*** SUPPLIED ENTRIES ***

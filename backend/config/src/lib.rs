//! `gwscan-config` — runtime configuration for the GwScan bot.
//!
//! Provides:
//! - Typed config read from the process environment (with `.env` support)
//! - Per-mode validation with every problem reported in one pass
//! - Redacted snapshots safe for logging

pub mod env;
pub mod redact;
pub mod schema;
pub mod validation;

pub use env::{load_dotenv, DEFAULT_EMBED_COLOR, DEFAULT_EXPLORER_URL, DEFAULT_LOGO_URL};
pub use redact::redact;
pub use schema::BotConfig;
pub use validation::{validate, ConfigError, ConfigValidationError, Mode, ValidationReport};

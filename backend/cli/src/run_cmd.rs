//! `gwscan run`: one command dispatched locally, without Discord.

use anyhow::{bail, Result};

use gwscan_commands::{detect_command, CommandContext, CommandDispatcher};
use gwscan_core::Reply;

/// Dispatch `line` (`account 0x…` or `/transaction hash=0x…`) and return the reply.
pub async fn run(dispatcher: &CommandDispatcher, line: &[String]) -> Result<Reply> {
    let text = line.join(" ");
    let text = if text.trim_start().starts_with('/') { text } else { format!("/{text}") };

    let Some(invocation) = detect_command(&text, dispatcher.registry()) else {
        bail!("unknown command: {}", text.trim());
    };

    let ctx = CommandContext {
        requester_id: "cli".to_string(),
        channel_id: "cli".to_string(),
        guild_id: None,
    };
    match dispatcher.dispatch(&ctx, &invocation).await {
        Some(reply) => Ok(reply),
        None => bail!("unknown command: {}", invocation.name),
    }
}
/// Built-in explorer command handlers.
///
/// Each handler issues exactly one query. A missing primary record is the
/// normal "not found" branch and is answered privately; transport and
/// decoding failures are returned to the dispatcher.
use std::sync::Arc;

use async_trait::async_trait;
use serde_json::json;
use tracing::info;

use gwscan_core::{fetch, AccountData, CommandError, QueryExecutor, Reply, TransactionData};
use gwscan_graphql::{ACCOUNT_QUERY, TRANSACTION_QUERY};

use crate::compose::{compose_account, compose_transaction, ReplyStyle};
use crate::dispatch::{CommandContext, CommandHandler};
use crate::types::CommandArgs;

// ---------------------------------------------------------------------------
// /account
// ---------------------------------------------------------------------------

pub struct AccountHandler {
    executor: Arc<dyn QueryExecutor>,
    style: ReplyStyle,
}

impl AccountHandler {
    pub fn new(executor: Arc<dyn QueryExecutor>, style: ReplyStyle) -> Self {
        Self { executor, style }
    }
}

#[async_trait]
impl CommandHandler for AccountHandler {
    async fn handle(
        &self,
        _ctx: &CommandContext,
        args: &CommandArgs,
    ) -> Result<Reply, CommandError> {
        let address = args.require("address")?;
        let data: AccountData =
            fetch(self.executor.as_ref(), ACCOUNT_QUERY, json!({ "address": address })).await?;

        let Some(account) = data.account else {
            info!(%address, "Account not found");
            return Ok(Reply::text(format!("Account \"{address}\" not found")).private());
        };

        Ok(Reply::card(compose_account(&account, &self.style)).private())
    }
}

// ---------------------------------------------------------------------------
// /transaction
// ---------------------------------------------------------------------------

pub struct TransactionHandler {
    executor: Arc<dyn QueryExecutor>,
    style: ReplyStyle,
}

impl TransactionHandler {
    pub fn new(executor: Arc<dyn QueryExecutor>, style: ReplyStyle) -> Self {
        Self { executor, style }
    }
}

#[async_trait]
impl CommandHandler for TransactionHandler {
    async fn handle(
        &self,
        _ctx: &CommandContext,
        args: &CommandArgs,
    ) -> Result<Reply, CommandError> {
        let hash = args.require("hash")?;
        let data: TransactionData =
            fetch(self.executor.as_ref(), TRANSACTION_QUERY, json!({ "hash": hash })).await?;

        let Some(tx) = data.transaction.as_ref() else {
            info!(%hash, "Transaction not found");
            return Ok(Reply::text(format!("Transaction \"{hash}\" not found")).private());
        };

        Ok(Reply::card(compose_transaction(tx, data.transfers(), &self.style)))
    }
}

*** End of SUPPLIED ENTRIES ***

- [YOUR OBJECTIVE]
Lines holding the string "invocation" must be copied out of the entries above.

- [EXERCISE SOLUTION]
    let Some(invocation) = detect_command(&text, dispatcher.registry()) else {
    match dispatcher.dispatch(&ctx, &invocation).await {
        None => bail!("unknown command: {}", invocation.name),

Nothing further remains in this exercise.